[Saved data entries]

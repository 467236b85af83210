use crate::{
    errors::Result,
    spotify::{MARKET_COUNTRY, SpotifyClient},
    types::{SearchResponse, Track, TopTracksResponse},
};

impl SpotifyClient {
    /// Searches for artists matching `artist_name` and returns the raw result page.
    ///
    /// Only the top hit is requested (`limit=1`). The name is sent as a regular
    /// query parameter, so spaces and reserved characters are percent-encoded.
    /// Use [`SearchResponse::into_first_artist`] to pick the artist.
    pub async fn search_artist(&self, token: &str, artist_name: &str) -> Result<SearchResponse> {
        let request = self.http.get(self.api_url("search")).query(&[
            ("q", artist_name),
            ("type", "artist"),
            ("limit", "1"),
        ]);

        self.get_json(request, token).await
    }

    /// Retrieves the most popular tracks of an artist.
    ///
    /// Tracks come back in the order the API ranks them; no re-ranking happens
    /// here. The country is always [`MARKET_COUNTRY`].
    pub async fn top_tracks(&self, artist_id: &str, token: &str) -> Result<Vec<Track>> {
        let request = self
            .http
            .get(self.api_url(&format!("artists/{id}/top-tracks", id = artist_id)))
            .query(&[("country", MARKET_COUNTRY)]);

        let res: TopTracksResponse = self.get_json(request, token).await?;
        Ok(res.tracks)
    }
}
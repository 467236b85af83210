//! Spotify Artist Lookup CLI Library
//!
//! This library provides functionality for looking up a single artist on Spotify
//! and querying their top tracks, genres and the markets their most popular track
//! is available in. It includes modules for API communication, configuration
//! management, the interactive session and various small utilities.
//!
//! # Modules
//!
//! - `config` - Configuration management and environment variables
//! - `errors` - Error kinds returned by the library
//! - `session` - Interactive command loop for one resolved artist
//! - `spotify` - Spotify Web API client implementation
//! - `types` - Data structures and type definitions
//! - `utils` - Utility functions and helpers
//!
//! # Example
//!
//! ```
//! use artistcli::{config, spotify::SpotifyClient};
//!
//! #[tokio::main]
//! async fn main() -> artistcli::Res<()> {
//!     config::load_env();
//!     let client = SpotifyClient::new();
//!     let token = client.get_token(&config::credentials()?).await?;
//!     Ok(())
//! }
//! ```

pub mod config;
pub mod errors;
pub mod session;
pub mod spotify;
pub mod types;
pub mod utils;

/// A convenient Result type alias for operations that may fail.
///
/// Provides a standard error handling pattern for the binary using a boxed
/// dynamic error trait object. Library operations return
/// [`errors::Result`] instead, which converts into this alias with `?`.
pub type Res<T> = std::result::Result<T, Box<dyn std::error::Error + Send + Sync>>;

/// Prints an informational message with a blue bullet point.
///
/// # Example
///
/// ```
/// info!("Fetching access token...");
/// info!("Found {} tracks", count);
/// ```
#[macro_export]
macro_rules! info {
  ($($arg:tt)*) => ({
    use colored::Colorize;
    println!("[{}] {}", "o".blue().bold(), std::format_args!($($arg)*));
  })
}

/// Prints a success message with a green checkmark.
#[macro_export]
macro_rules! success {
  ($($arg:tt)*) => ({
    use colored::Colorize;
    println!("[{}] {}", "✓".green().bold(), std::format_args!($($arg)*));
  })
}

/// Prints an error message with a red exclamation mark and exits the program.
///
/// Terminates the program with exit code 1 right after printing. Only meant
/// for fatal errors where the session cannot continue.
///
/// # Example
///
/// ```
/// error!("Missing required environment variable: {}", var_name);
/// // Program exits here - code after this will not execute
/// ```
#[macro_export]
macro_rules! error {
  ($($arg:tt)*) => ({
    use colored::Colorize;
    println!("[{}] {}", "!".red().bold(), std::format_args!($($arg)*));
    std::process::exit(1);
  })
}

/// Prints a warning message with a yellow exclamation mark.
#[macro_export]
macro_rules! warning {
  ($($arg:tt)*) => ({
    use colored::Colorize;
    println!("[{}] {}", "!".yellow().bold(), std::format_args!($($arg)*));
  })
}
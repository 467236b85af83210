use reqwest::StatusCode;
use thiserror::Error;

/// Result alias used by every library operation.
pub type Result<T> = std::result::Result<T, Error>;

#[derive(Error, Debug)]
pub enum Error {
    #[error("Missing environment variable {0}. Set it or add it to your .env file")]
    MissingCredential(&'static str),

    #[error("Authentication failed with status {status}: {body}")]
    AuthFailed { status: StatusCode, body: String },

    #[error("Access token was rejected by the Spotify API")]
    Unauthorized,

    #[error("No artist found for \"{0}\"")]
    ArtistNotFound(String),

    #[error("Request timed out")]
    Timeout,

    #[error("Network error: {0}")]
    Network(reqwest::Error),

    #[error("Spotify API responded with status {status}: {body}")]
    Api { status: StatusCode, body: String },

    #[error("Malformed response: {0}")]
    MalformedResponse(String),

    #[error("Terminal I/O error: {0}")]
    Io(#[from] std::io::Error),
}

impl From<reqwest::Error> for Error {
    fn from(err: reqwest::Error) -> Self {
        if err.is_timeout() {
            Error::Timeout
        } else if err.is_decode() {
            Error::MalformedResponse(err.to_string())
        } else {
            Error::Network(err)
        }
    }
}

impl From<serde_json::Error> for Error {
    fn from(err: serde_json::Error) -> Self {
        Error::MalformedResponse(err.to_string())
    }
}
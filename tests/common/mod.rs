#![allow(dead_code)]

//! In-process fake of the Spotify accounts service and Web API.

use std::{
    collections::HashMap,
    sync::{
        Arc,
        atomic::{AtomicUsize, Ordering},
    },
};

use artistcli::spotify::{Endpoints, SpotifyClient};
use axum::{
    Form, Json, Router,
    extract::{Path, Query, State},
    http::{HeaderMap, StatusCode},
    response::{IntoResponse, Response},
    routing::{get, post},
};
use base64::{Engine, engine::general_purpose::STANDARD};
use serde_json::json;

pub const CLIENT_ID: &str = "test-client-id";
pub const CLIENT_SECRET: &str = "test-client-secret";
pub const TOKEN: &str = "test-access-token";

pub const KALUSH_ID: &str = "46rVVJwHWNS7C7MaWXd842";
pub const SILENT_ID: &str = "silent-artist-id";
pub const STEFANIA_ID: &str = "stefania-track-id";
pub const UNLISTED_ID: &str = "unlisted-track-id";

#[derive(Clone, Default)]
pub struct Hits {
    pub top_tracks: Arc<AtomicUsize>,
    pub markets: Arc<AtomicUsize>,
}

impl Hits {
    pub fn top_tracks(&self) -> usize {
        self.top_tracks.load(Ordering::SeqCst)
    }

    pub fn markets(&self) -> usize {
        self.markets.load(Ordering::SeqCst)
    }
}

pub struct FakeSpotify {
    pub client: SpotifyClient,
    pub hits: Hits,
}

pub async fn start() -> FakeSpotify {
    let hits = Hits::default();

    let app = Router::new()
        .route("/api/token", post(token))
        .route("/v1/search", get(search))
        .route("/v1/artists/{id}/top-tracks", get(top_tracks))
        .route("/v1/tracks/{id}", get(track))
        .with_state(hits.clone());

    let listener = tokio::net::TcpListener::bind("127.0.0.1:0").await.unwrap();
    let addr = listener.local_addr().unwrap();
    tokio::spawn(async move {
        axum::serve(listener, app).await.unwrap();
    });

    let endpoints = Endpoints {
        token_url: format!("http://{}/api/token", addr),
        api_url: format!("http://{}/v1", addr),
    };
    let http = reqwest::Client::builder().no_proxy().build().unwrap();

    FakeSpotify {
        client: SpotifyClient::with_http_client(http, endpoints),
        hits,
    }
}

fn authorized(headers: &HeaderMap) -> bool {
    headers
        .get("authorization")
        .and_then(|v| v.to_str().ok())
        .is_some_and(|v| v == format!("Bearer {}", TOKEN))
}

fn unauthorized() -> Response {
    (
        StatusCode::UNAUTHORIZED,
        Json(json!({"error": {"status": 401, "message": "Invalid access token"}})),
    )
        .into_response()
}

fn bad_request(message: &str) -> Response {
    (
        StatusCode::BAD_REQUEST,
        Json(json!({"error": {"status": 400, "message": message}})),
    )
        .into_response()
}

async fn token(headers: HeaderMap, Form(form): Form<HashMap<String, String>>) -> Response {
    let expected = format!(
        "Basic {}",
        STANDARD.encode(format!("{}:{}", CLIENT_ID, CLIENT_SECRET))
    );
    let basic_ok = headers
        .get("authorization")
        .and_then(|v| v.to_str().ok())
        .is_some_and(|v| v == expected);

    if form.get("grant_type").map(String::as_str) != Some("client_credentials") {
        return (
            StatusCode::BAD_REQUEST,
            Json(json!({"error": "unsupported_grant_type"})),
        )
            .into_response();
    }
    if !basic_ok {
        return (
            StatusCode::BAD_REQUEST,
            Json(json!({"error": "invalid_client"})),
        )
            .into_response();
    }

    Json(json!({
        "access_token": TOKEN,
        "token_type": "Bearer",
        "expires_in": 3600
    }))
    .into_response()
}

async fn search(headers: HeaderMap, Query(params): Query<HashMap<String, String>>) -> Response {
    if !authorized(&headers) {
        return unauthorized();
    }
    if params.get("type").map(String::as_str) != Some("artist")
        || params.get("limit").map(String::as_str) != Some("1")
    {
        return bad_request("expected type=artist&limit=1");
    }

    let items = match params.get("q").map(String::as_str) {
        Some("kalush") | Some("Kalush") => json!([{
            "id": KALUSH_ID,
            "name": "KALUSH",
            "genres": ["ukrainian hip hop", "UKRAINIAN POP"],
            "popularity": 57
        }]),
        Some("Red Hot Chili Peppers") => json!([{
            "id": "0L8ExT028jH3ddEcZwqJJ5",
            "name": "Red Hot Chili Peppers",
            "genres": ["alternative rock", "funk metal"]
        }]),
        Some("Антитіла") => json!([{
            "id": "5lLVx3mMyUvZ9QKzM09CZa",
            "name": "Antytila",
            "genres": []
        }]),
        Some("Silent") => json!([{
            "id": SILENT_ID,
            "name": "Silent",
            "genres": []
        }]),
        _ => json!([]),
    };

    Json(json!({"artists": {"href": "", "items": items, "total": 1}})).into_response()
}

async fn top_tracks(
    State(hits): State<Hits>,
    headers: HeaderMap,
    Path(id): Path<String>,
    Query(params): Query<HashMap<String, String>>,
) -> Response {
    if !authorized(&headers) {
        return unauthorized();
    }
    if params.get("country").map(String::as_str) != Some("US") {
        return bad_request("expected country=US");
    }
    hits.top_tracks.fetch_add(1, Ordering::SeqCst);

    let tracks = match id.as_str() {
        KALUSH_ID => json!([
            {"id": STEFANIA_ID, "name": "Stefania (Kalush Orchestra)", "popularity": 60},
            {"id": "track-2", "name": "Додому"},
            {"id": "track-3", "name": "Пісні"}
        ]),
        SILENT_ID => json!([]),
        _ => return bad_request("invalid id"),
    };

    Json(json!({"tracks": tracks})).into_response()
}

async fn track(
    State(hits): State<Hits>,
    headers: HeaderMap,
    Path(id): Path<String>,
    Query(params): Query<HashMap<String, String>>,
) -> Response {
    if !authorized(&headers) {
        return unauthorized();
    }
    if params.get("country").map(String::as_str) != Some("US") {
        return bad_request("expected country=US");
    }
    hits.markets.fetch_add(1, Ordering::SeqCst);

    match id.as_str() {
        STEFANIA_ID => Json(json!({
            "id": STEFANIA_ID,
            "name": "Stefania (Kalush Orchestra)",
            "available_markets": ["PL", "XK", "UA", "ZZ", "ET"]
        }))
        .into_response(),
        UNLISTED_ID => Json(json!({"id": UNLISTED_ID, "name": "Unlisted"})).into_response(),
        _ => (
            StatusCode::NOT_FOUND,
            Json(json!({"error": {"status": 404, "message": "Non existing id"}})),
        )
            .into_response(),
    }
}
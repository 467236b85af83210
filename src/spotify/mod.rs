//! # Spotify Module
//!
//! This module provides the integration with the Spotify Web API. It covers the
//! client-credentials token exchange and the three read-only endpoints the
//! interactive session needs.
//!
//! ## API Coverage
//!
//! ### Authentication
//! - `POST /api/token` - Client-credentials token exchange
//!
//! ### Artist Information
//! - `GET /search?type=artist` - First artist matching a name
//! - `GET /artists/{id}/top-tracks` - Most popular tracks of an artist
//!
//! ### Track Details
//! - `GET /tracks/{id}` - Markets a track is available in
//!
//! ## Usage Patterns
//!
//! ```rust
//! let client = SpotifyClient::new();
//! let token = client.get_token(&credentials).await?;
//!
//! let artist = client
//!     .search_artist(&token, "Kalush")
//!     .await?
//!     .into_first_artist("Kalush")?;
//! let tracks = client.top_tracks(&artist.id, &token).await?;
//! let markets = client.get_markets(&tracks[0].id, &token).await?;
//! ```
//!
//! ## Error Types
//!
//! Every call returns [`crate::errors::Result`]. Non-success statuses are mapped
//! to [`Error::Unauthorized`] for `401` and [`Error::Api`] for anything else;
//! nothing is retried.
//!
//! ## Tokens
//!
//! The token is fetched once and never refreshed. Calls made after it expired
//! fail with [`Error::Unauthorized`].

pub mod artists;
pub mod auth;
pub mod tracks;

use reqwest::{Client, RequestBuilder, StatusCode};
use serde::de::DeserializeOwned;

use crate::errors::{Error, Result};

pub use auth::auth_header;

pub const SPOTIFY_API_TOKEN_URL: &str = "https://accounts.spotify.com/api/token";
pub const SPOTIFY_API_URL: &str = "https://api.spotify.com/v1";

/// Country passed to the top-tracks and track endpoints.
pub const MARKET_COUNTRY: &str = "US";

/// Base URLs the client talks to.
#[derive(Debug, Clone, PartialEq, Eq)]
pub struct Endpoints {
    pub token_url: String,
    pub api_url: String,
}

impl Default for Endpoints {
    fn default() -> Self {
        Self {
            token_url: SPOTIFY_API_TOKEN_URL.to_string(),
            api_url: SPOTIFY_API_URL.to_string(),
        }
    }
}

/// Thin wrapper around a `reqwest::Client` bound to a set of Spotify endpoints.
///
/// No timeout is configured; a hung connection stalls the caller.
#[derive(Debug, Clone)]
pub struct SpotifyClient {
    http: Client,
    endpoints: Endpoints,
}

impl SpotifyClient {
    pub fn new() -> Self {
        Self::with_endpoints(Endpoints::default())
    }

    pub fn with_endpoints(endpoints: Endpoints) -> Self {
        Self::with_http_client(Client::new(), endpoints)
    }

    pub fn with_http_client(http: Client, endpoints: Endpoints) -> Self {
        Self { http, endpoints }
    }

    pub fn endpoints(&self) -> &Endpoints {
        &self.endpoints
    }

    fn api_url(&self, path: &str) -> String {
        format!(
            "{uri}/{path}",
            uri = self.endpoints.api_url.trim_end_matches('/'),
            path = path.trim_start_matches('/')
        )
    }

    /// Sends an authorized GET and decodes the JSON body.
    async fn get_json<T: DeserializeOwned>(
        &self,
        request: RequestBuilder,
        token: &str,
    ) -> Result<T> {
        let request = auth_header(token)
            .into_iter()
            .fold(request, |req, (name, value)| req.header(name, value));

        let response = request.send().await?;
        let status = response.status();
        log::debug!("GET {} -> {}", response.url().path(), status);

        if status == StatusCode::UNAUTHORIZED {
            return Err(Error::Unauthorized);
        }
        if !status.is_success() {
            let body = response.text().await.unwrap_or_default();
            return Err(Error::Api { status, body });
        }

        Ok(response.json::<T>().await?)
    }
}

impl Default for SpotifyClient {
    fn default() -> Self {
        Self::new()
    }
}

◆ **Directions for this task**:
Which lines above carry the string "warning"? Copy those lines.

◆ **The answer**:
/// Prints a warning message with a yellow exclamation mark.
macro_rules! warning {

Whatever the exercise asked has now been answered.